2. Transfers Between Trusts and Their Grantors

Transferring property into a revocable living trust (and back out) is typically done by quitclaim. The grantor and the trust are essentially the same person for tax purposes; no warranty is needed.

3. Clearing Up Minor Title Defects

If a title search reveals an old recorded interest that should have been released years ago (e.g., a long-paid-off mortgage that was never properly released), the former lienholder may quitclaim their interest to clear the title.

4. Inter-Family Gifts

Parents giving a property to an adult child, or siblings dividing inherited property among themselves after probate completes, often use quitclaim deeds. The family relationship and trust make warranty unnecessary.

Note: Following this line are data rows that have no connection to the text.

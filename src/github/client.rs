// GitHub API HTTP client.
// Unauthenticated, read-only access with bounded per-request timeouts.

use std::time::Duration;

use reqwest::{
    Client, Response, StatusCode,
    header::{ACCEPT, HeaderMap, HeaderValue, USER_AGENT},
};

use crate::error::{Result, SiteError};

const GITHUB_API_BASE: &str = "https://api.github.com";
const GITHUB_API_VERSION: &str = "2022-11-28";

/// A hung request must not hang the whole run.
const REQUEST_TIMEOUT: Duration = Duration::from_secs(30);

/// GitHub API client.
pub struct GitHubClient {
    client: Client,
    base_url: String,
}

impl GitHubClient {
    /// Create a client against the public GitHub API.
    pub fn new() -> Result<Self> {
        Self::with_base_url(GITHUB_API_BASE)
    }

    /// Create a client against an alternate base URL (used by tests).
    pub fn with_base_url(base_url: &str) -> Result<Self> {
        let mut headers = HeaderMap::new();

        headers.insert(
            ACCEPT,
            HeaderValue::from_static("application/vnd.github+json"),
        );
        headers.insert(
            "X-GitHub-Api-Version",
            HeaderValue::from_static(GITHUB_API_VERSION),
        );
        headers.insert(USER_AGENT, HeaderValue::from_static("repofolio"));

        let client = Client::builder()
            .default_headers(headers)
            .timeout(REQUEST_TIMEOUT)
            .build()
            .map_err(SiteError::Api)?;

        Ok(Self {
            client,
            base_url: base_url.to_string(),
        })
    }

    /// Make a GET request to the GitHub API.
    pub async fn get(&self, endpoint: &str) -> Result<Response> {
        let url = format!("{}{}", self.base_url, endpoint);
        let response = self.client.get(&url).send().await.map_err(SiteError::Api)?;

        Self::check_response(response).await
    }

    /// Make a GET request with query parameters.
    pub async fn get_with_params<T: serde::Serialize + ?Sized>(
        &self,
        endpoint: &str,
        params: &T,
    ) -> Result<Response> {
        let url = format!("{}{}", self.base_url, endpoint);
        let response = self
            .client
            .get(&url)
            .query(params)
            .send()
            .await
            .map_err(SiteError::Api)?;

        Self::check_response(response).await
    }

    /// Check response status and convert errors.
    async fn check_response(response: Response) -> Result<Response> {
        match response.status() {
            StatusCode::OK => Ok(response),
            StatusCode::NOT_FOUND => {
                let url = response.url().to_string();
                Err(SiteError::NotFound(url))
            }
            status => Err(SiteError::Other(format!(
                "HTTP {}: {}",
                status,
                response.text().await.unwrap_or_default()
            ))),
        }
    }
}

5. Settling Estate Disputes Among Heirs (After Probate)

Once a property has been transferred from a probate estate to multiple heirs as co-owners, those heirs can use quitclaim deeds to consolidate ownership in one of them -- typically as part of an agreement where one heir buys out the others.

When Quitclaim Deeds Are the Wrong Tool

The most common mistake: heirs trying to use quitclaim deeds to transfer property directly from a deceased person's estate without going through probate.

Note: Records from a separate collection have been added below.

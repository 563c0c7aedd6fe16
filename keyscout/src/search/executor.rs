use std::fmt;
use std::sync::Arc;

use super::token::CancellationSignal;
use crate::errors::SearchResult;

/// Performs the actual lookup for a query.
///
/// Called synchronously on a worker thread. Implementations should poll
/// `signal` and return early once it is cancelled; the coordinator never
/// preempts them and discards whatever a cancelled call returns.
///
/// Closures with the same signature implement this trait:
/// ```rust,ignore
/// let executor = Executor::from_fn(|query, max, signal| {
///     signal.check()?;
///     Ok(index.lookup(query, max))
/// });
/// ```
pub trait SearchExecutor: Send + Sync {
    type Item: Send + 'static;

    fn execute(
        &self,
        query: &str,
        max_results: usize,
        signal: &CancellationSignal,
    ) -> SearchResult<Vec<Self::Item>>;
}

impl<F, T> SearchExecutor for F
where
    F: Fn(&str, usize, &CancellationSignal) -> SearchResult<Vec<T>> + Send + Sync,
    T: Send + 'static,
{
    type Item = T;

    fn execute(
        &self,
        query: &str,
        max_results: usize,
        signal: &CancellationSignal,
    ) -> SearchResult<Vec<T>> {
        self(query, max_results, signal)
    }
}

/// The search strategy a coordinator was built with.
///
/// `Unconfigured` is a real state: a coordinator holding it accepts input but
/// never starts an execution.
pub enum Executor<T> {
    Unconfigured,
    Configured(Arc<dyn SearchExecutor<Item = T>>),
}

impl<T: Send + 'static> Executor<T> {
    pub fn new<E>(executor: E) -> Self
    where
        E: SearchExecutor<Item = T> + 'static,
    {
        Self::Configured(Arc::new(executor))
    }

    /// Same as [`new`](Executor::new), but gives closures their signature up front
    pub fn from_fn<F>(f: F) -> Self
    where
        F: Fn(&str, usize, &CancellationSignal) -> SearchResult<Vec<T>> + Send + Sync + 'static,
    {
        Self::Configured(Arc::new(f))
    }

    pub fn is_configured(&self) -> bool {
        matches!(self, Self::Configured(_))
    }
}

impl<T> Clone for Executor<T> {
    fn clone(&self) -> Self {
        match self {
            Self::Unconfigured => Self::Unconfigured,
            Self::Configured(executor) => Self::Configured(Arc::clone(executor)),
        }
    }
}

impl<T> Default for Executor<T> {
    fn default() -> Self {
        Self::Unconfigured
    }
}

impl<T> fmt::Debug for Executor<T> {
    fn fmt(&self, f: &mut fmt::Formatter<'_>) -> fmt::Result {
        match self {
            Self::Unconfigured => f.write_str("Executor::Unconfigured"),
            Self::Configured(_) => f.write_str("Executor::Configured(..)"),
        }
    }
}
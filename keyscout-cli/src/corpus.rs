use keyscout::{CancellationSignal, SearchExecutor, SearchResult};
use std::fs;
use std::io;
use std::path::Path;
use std::thread;
use std::time::{Duration, Instant};

const LATENCY_SLICE: Duration = Duration::from_millis(10);

/// Case-insensitive substring search over an in-memory list of entries
#[derive(Debug, Clone)]
pub struct CorpusExecutor {
    entries: Vec<String>,
    latency: Duration,
}

impl CorpusExecutor {
    pub fn new(entries: Vec<String>, latency: Duration) -> Self {
        Self { entries, latency }
    }

    /// Loads one entry per non-empty line
    pub fn load(path: &Path, latency: Duration) -> io::Result<Self> {
        let content = fs::read_to_string(path)?;
        let entries = content
            .lines()
            .map(str::trim_end)
            .filter(|line| !line.is_empty())
            .map(String::from)
            .collect();
        Ok(Self::new(entries, latency))
    }

    pub fn entry_count(&self) -> usize {
        self.entries.len()
    }
}

impl SearchExecutor for CorpusExecutor {
    type Item = String;

    fn execute(
        &self,
        query: &str,
        max_results: usize,
        signal: &CancellationSignal,
    ) -> SearchResult<Vec<String>> {
        simulate_latency(self.latency, signal)?;

        let needle = query.to_lowercase();
        let mut found = Vec::new();
        for entry in &self.entries {
            if found.len() >= max_results {
                break;
            }
            signal.check()?;
            if entry.to_lowercase().contains(&needle) {
                found.push(entry.clone());
            }
        }
        Ok(found)
    }
}

/// Sleeps for `latency`, waking up regularly to notice cancellation
fn simulate_latency(latency: Duration, signal: &CancellationSignal) -> SearchResult<()> {
    let deadline = Instant::now() + latency;
    loop {
        signal.check()?;
        let now = Instant::now();
        if now >= deadline {
            return Ok(());
        }
        thread::sleep(LATENCY_SLICE.min(deadline - now));
    }
}
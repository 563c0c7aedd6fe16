/// Debounced search coordination.
///
/// # Components
///
/// 1. [`SearchCoordinator`] owns the state machine (idle, pending, running),
///    the debounce timer and a worker pool.
/// 2. [`DelayTimer`] is the single-shot, rearmable timer behind the debounce.
/// 3. [`OperationToken`] and [`CancellationSignal`] carry cancellation from
///    the coordinator to whichever execution it superseded.
/// 4. [`SearchExecutor`] and [`SearchObserver`] are the two seams callers
///    plug into: one performs the lookup, the other receives the results.
///
/// # Ordering
///
/// The newest request always wins. A newer notification cancels the running
/// execution cooperatively; the executor may keep going, but what it returns
/// is never delivered.
pub mod coordinator;
pub mod executor;
pub mod observer;
pub mod timer;
pub mod token;

pub use coordinator::{SearchCoordinator, SearchPhase, DEBOUNCE_DELAY};
pub use executor::{Executor, SearchExecutor};
pub use observer::{NoopObserver, SearchObserver};
pub use timer::DelayTimer;
pub use token::{CancellationSignal, OperationToken};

Problem 1: A Dead Person Can't Sign

The most fundamental issue. If your parent died owning a house in their name, you can't have them sign a quitclaim deed -- they're dead. Heirs sometimes try to backdate a deed or use a power of attorney to sign for the deceased, but a power of attorney ends at death. Any deed signed by or on behalf of a deceased person after their death is invalid and fraudulent.

Problem 2: Heirs Can't Quitclaim What They Don't Own Yet

When someone dies, their property doesn't automatically transfer to their heirs. The property remains in the deceased's name -- legally, in the deceased's estate -- until the probate court (or a small estate process) transfers it. An heir who hasn't yet received the property through probate can't quitclaim it to someone else, because they don't have legal title to transfer.

A quitclaim deed signed by an heir before probate completes would be valid for whatever interest the heir actually has (potentially nothing, until the executor transfers the property), but it doesn't accomplish what most people think it does.

Problem 3: Mortgages Don't Transfer

A quitclaim deed transfers ownership but not the mortgage. If three siblings inherit a house with a mortgage and two of them quitclaim to the third:

  • The third sibling owns the property
  • The mortgage remains in the deceased's name
  • The third sibling is paying a mortgage that's not in their name
  • The first two siblings have no ownership but, if they were ever added to the mortgage, may still be liable for the debt

The right approach: the third sibling needs to either assume the mortgage or refinance it into their own name.

Problem 4: Title Insurance Won't Cover It

If a property's chain of title includes a quitclaim deed used inappropriately during the probate transition, future title insurers may refuse to insure the property. This makes future sales and refinancing difficult. A title attorney can sometimes clean up the chain by recording corrective deeds, but it's expensive and time-consuming.

The Right Way to Transfer Inherited Property

The proper sequence for transferring inherited property:

Step 1: Determine the Path Out of the Estate

How does the property leave the deceased's name?

  • Joint ownership with right of survivorship: The survivor takes over automatically (see transferring the deed to a surviving spouse)
  • Trust ownership: The successor trustee transfers per the trust
  • Transfer-on-death deed: The beneficiary records an acceptance affidavit
  • Probate (with or without a will): The executor records an executor's deed or personal representative's deed to the named heirs
  • Small estate process: The heir uses a small estate affidavit to take title (typically not applicable to real estate in most states, but check your state)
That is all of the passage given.